Exercise goal. Print this span of the material below exactly: the line with "of such terms.", the line with "filename lib/storage/src/memory/dictionary/mod.rs", and every line between them, but nothing else.

Task inputs.
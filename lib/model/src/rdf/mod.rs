mod canonical;
mod quad;
mod term;

pub use quad::{is_wildcard, Quad, TermPattern};
pub use term::{Term, TermType};
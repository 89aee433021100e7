use crate::index::IndexComponentsCreationError;
use itertools::Itertools;
use serde::{Deserialize, Serialize};
use std::fmt::{Display, Formatter};
use std::str::FromStr;

/// Represents a list of *disjunct* index components.
///
/// The string form lists the components in order, e.g., `GSPO`. It is also used for
/// (de)serialization.
#[derive(Debug, Clone, Copy, PartialEq, Eq, Hash, Serialize, Deserialize)]
#[serde(try_from = "String", into = "String")]
pub struct IndexComponents([IndexComponent; 4]);

impl IndexComponents {
    /// A GSPO index.
    pub const GSPO: IndexComponents = IndexComponents([
        IndexComponent::GraphName,
        IndexComponent::Subject,
        IndexComponent::Predicate,
        IndexComponent::Object,
    ]);

    /// A GPOS index.
    pub const GPOS: IndexComponents = IndexComponents([
        IndexComponent::GraphName,
        IndexComponent::Predicate,
        IndexComponent::Object,
        IndexComponent::Subject,
    ]);

    /// A GOSP index.
    pub const GOSP: IndexComponents = IndexComponents([
        IndexComponent::GraphName,
        IndexComponent::Object,
        IndexComponent::Subject,
        IndexComponent::Predicate,
    ]);

    /// An SPOG index.
    pub const SPOG: IndexComponents = IndexComponents([
        IndexComponent::Subject,
        IndexComponent::Predicate,
        IndexComponent::Object,
        IndexComponent::GraphName,
    ]);

    /// A POSG index.
    pub const POSG: IndexComponents = IndexComponents([
        IndexComponent::Predicate,
        IndexComponent::Object,
        IndexComponent::Subject,
        IndexComponent::GraphName,
    ]);

    /// An OSPG index.
    pub const OSPG: IndexComponents = IndexComponents([
        IndexComponent::Object,
        IndexComponent::Subject,
        IndexComponent::Predicate,
        IndexComponent::GraphName,
    ]);

    /// Tries to create a new [IndexComponents].
    ///
    /// Returns an error if an [IndexComponent] appears more than once.
    pub fn try_new(
        components: [IndexComponent; 4],
    ) -> Result<Self, IndexComponentsCreationError> {
        if !components.iter().all_unique() {
            return Err(IndexComponentsCreationError);
        }

        Ok(IndexComponents(components))
    }

    /// Returns a reference to the inner array.
    pub fn inner(&self) -> &[IndexComponent; 4] {
        &self.0
    }
}

impl Display for IndexComponents {
    fn fmt(&self, f: &mut Formatter<'_>) -> std::fmt::Result {
        for component in &self.0 {
            write!(f, "{component}")?;
        }
        Ok(())
    }
}

impl FromStr for IndexComponents {
    type Err = IndexComponentsCreationError;

    fn from_str(s: &str) -> Result<Self, Self::Err> {
        let components = s
            .chars()
            .map(IndexComponent::try_from)
            .collect::<Result<Vec<_>, _>>()?;
        let components = <[IndexComponent; 4]>::try_from(components)
            .map_err(|_| IndexComponentsCreationError)?;
        Self::try_new(components)
    }
}

impl TryFrom<String> for IndexComponents {
    type Error = IndexComponentsCreationError;

    fn try_from(value: String) -> Result<Self, Self::Error> {
        value.parse()
    }
}

impl From<IndexComponents> for String {
    fn from(value: IndexComponents) -> Self {
        value.to_string()
    }
}

/// Represents what part of an RDF quad is indexed at the given position.
#[derive(Debug, Clone, Copy, PartialEq, Eq, Hash, PartialOrd, Ord)]
pub enum IndexComponent {
    /// The graph name
    GraphName,
    /// The subject
    Subject,
    /// The predicate
    Predicate,
    /// The object
    Object,
}

impl IndexComponent {
    /// Returns the index of the component in a subject, predicate, object, graph quad.
    pub fn quad_index(self) -> usize {
        match self {
            IndexComponent::Subject => 0,
            IndexComponent::Predicate => 1,
            IndexComponent::Object => 2,
            IndexComponent::GraphName => 3,
        }
    }
}

impl Display for IndexComponent {
    fn fmt(&self, f: &mut Formatter<'_>) -> std::fmt::Result {
        match self {
            IndexComponent::GraphName => write!(f, "G"),
            IndexComponent::Subject => write!(f, "S"),
            IndexComponent::Predicate => write!(f, "P"),
            IndexComponent::Object => write!(f, "O"),
        }
    }
}

impl TryFrom<char> for IndexComponent {
    type Error = IndexComponentsCreationError;

    fn try_from(value: char) -> Result<Self, Self::Error> {
        match value.to_ascii_uppercase() {
            'G' => Ok(IndexComponent::GraphName),
            'S' => Ok(IndexComponent::Subject),
            'P' => Ok(IndexComponent::Predicate),
            'O' => Ok(IndexComponent::Object),
            _ => Err(IndexComponentsCreationError),
        }
    }
}
//! The data model of the quadstore: RDF terms (including quoted triples, the default graph, and
//! variables) and quads of such terms.
//!
//! Atomic terms are backed by the data model of [oxrdf]. On top of that, this crate adds the
//! variants that a pattern-matching quadstore needs: [Term::DefaultGraph], [Term::Variable], and
//! the recursively nested [Term::Triple].

mod error;
mod rdf;

pub use error::*;
pub use rdf::*;

// Re-export some oxrdf types.
pub use oxrdf::vocab;
pub use oxrdf::{BlankNode, Literal, NamedNode, Variable};
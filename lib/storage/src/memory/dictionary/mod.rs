//! Thread-safe in-memory implementations of [TermDictionary](quadstore_encoding::TermDictionary).
//!
//! All dictionaries that use [ObjectId](quadstore_encoding::ObjectId)s pre-allocate the default
//! graph. The quoted dictionaries wrap a plain dictionary and add support for quoted triples,
//! whose ids have the [ObjectId::BITMASK](quadstore_encoding::ObjectId::BITMASK) set.

mod canonical;
mod counter;
mod partitioned;
mod quoted;
mod quoted_indexed;
mod referential;
mod sequential;
mod symbol;

pub use canonical::ReverseEntry;
pub use partitioned::PartitionedDictionary;
pub use quoted::QuotedDictionary;
pub use quoted_indexed::QuotedIndexedDictionary;
pub use referential::ReferentialQuotedDictionary;
pub use sequential::{CanonicalDictionary, StringDictionary, TermMapDictionary};
pub use symbol::SymbolDictionary;

#[cfg(test)]
mod tests {
    use super::*;
    use itertools::Itertools;
    use quadstore_encoding::{DictionaryError, ObjectId, TermDictionary};
    use quadstore_model::{Literal, NamedNode, Quad, Term};

    fn iri(value: &str) -> Term {
        Term::NamedNode(NamedNode::new_unchecked(value))
    }

    fn says() -> Term {
        iri("http://example.com/says")
    }

    fn hello_chain() -> Term {
        Term::triple(
            iri("http://example.com/alice"),
            says(),
            Term::triple(
                iri("http://example.com/bob"),
                says(),
                Term::triple(
                    iri("http://example.com/carol"),
                    says(),
                    Term::Literal(Literal::new_simple_literal("Hello")),
                ),
            ),
        )
    }

    fn quoted_dictionaries() -> Vec<(&'static str, Box<dyn TermDictionary<Encoding = ObjectId>>)> {
        vec![
            (
                "linear",
                Box::new(QuotedDictionary::<TermMapDictionary>::default()),
            ),
            (
                "linear-string",
                Box::new(QuotedDictionary::<StringDictionary>::default()),
            ),
            (
                "indexed",
                Box::new(QuotedIndexedDictionary::<TermMapDictionary>::default()),
            ),
            (
                "indexed-partitioned",
                Box::new(QuotedIndexedDictionary::new(PartitionedDictionary::new())),
            ),
            (
                "referential",
                Box::new(ReferentialQuotedDictionary::<TermMapDictionary>::default()),
            ),
        ]
    }

    fn sorted(dictionary: &dyn TermDictionary<Encoding = ObjectId>, pattern: &Quad) -> Vec<String> {
        dictionary
            .find_quoted_triples(pattern)
            .unwrap()
            .iter()
            .map(ToString::to_string)
            .sorted()
            .collect()
    }

    #[test]
    fn plain_and_quoted_ids_are_disjoint() {
        for (name, dictionary) in quoted_dictionaries() {
            let plain = dictionary.encode(&iri("http://example.com/a")).unwrap();
            let quoted = dictionary
                .encode(&Term::triple(
                    iri("http://example.com/a"),
                    iri("http://example.com/a"),
                    iri("http://example.com/a"),
                ))
                .unwrap();
            assert!(!plain.is_quoted(), "{name}");
            assert!(quoted.is_quoted(), "{name}");
            assert_ne!(plain.without_bitmask(), ObjectId::NOT_FOUND, "{name}");
        }
    }

    #[test]
    fn decode_nested_triples() {
        for (name, dictionary) in quoted_dictionaries() {
            let term = hello_chain();
            let encoding = dictionary.encode(&term).unwrap();
            assert_eq!(dictionary.decode(encoding).unwrap(), term, "{name}");
        }
    }

    #[test]
    fn decode_not_found() {
        for (name, dictionary) in quoted_dictionaries() {
            assert_eq!(
                dictionary.decode(ObjectId::NOT_FOUND),
                Err(DictionaryError::not_found(ObjectId::NOT_FOUND)),
                "{name}"
            );
        }
    }

    #[test]
    fn default_graph_is_preallocated() {
        for (name, dictionary) in quoted_dictionaries() {
            let before = dictionary.encodings().unwrap();
            let encoding = dictionary.encode_optional(&Term::DefaultGraph).unwrap();
            assert!(encoding.is_some(), "{name}");
            assert_eq!(before.len(), 1, "{name}");
            assert_eq!(
                dictionary.decode(before[0]).unwrap(),
                Term::DefaultGraph,
                "{name}"
            );
        }
    }

    #[test]
    fn quoted_triple_in_named_graph_is_rejected() {
        for (name, dictionary) in quoted_dictionaries() {
            let term = Term::Triple(Box::new(Quad::new(
                iri("http://example.com/s"),
                iri("http://example.com/p"),
                iri("http://example.com/o"),
                iri("http://example.com/g"),
            )));
            assert!(
                matches!(
                    dictionary.encode(&term),
                    Err(DictionaryError::InvalidArgument(_))
                ),
                "{name}"
            );
        }
    }

    #[test]
    fn find_quoted_triples_with_nested_pattern() {
        for (name, dictionary) in quoted_dictionaries() {
            dictionary.encode(&hello_chain()).unwrap();
            dictionary
                .encode(&Term::triple(
                    iri("http://example.com/violets"),
                    iri("http://example.com/haveColor"),
                    iri("http://example.com/blue"),
                ))
                .unwrap();

            let pattern = Quad::triple(
                iri("http://example.com/alice"),
                says(),
                Term::triple(Term::variable("who"), says(), Term::variable("what")),
            );
            let result = dictionary.find_quoted_triples(&pattern).unwrap();
            assert_eq!(result, vec![hello_chain()], "{name}");

            let pattern = Quad::triple(
                Term::variable("s"),
                iri("http://example.com/haveColor"),
                Term::variable("o"),
            );
            insta::allow_duplicates! {
                insta::assert_debug_snapshot!(sorted(dictionary.as_ref(), &pattern), @r#"
                [
                    "<<<http://example.com/violets> <http://example.com/haveColor> <http://example.com/blue>>>",
                ]
                "#);
            }
        }
    }

    #[test]
    fn all_quoted_dictionaries_find_the_same_triples() {
        let dictionaries = quoted_dictionaries();
        let triples = [
            hello_chain(),
            Term::triple(iri("v"), iri("color"), iri("blue")),
            Term::triple(iri("r"), iri("color"), iri("red")),
            Term::triple(iri("v"), iri("smell"), Literal::new_simple_literal("sweet")),
            Term::triple(
                Term::triple(iri("v"), iri("color"), iri("blue")),
                iri("statedBy"),
                iri("poet"),
            ),
        ];
        for (_, dictionary) in &dictionaries {
            for triple in &triples {
                dictionary.encode(triple).unwrap();
            }
        }

        let variable = |name: &str| Term::variable(name);
        let patterns = [
            Quad::triple(variable("s"), variable("p"), variable("o")),
            Quad::triple(iri("v"), variable("p"), variable("o")),
            Quad::triple(variable("s"), iri("color"), variable("o")),
            Quad::triple(variable("s"), variable("p"), iri("blue")),
            Quad::triple(iri("v"), iri("color"), variable("o")),
            Quad::triple(variable("s"), iri("color"), iri("red")),
            Quad::triple(iri("v"), variable("p"), iri("blue")),
            Quad::triple(iri("v"), iri("color"), iri("blue")),
            Quad::triple(iri("unknown"), variable("p"), variable("o")),
            Quad::triple(
                Term::triple(variable("a"), iri("color"), variable("b")),
                variable("p"),
                variable("o"),
            ),
            Quad::triple(
                variable("s"),
                says(),
                Term::triple(iri("http://example.com/bob"), says(), variable("x")),
            ),
            Quad::new(variable("s"), variable("p"), variable("o"), variable("g")),
            Quad::new(variable("s"), variable("p"), variable("o"), iri("g")),
        ];

        for pattern in &patterns {
            let expected = sorted(dictionaries[0].1.as_ref(), pattern);
            for (name, dictionary) in &dictionaries[1..] {
                assert_eq!(
                    sorted(dictionary.as_ref(), pattern),
                    expected,
                    "{name} differs for {pattern}"
                );
            }
        }
    }

    #[test]
    fn plain_dictionaries_do_not_support_quoted_triples() {
        let pattern = Quad::triple(Term::variable("s"), Term::variable("p"), Term::variable("o"));
        let dictionaries: Vec<Box<dyn TermDictionary<Encoding = ObjectId>>> = vec![
            Box::new(StringDictionary::default()),
            Box::new(TermMapDictionary::default()),
            Box::new(PartitionedDictionary::new()),
        ];
        for dictionary in dictionaries {
            assert!(!dictionary.supports_quoted_triples());
            assert!(matches!(
                dictionary.find_quoted_triples_encoded(&pattern),
                Err(DictionaryError::Unsupported(_))
            ));
        }
    }
}
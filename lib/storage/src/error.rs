use quadstore_encoding::DictionaryError;
use thiserror::Error;

/// An error that is returned by the storage layer.
#[derive(Debug, Clone, Error, PartialEq, Eq)]
pub enum StorageError {
    /// An error while encoding or decoding terms.
    #[error(transparent)]
    Dictionary(#[from] DictionaryError),
    /// The storage has been configured in an invalid way.
    #[error("Invalid storage configuration: {0}")]
    InvalidConfiguration(String),
}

Exercise solution.
//! variables) and quads of such terms.
//!
//! Atomic terms are backed by the data model of [oxrdf]. On top of that, this crate adds the
//! variants that a pattern-matching quadstore needs: [Term::DefaultGraph], [Term::Variable], and
//! the recursively nested [Term::Triple].

mod error;
mod rdf;

pub use error::*;
pub use rdf::*;

// Re-export some oxrdf types.
pub use oxrdf::vocab;
pub use oxrdf::{BlankNode, Literal, NamedNode, Variable};
filename lib/storage/src/memory/dictionary/mod.rs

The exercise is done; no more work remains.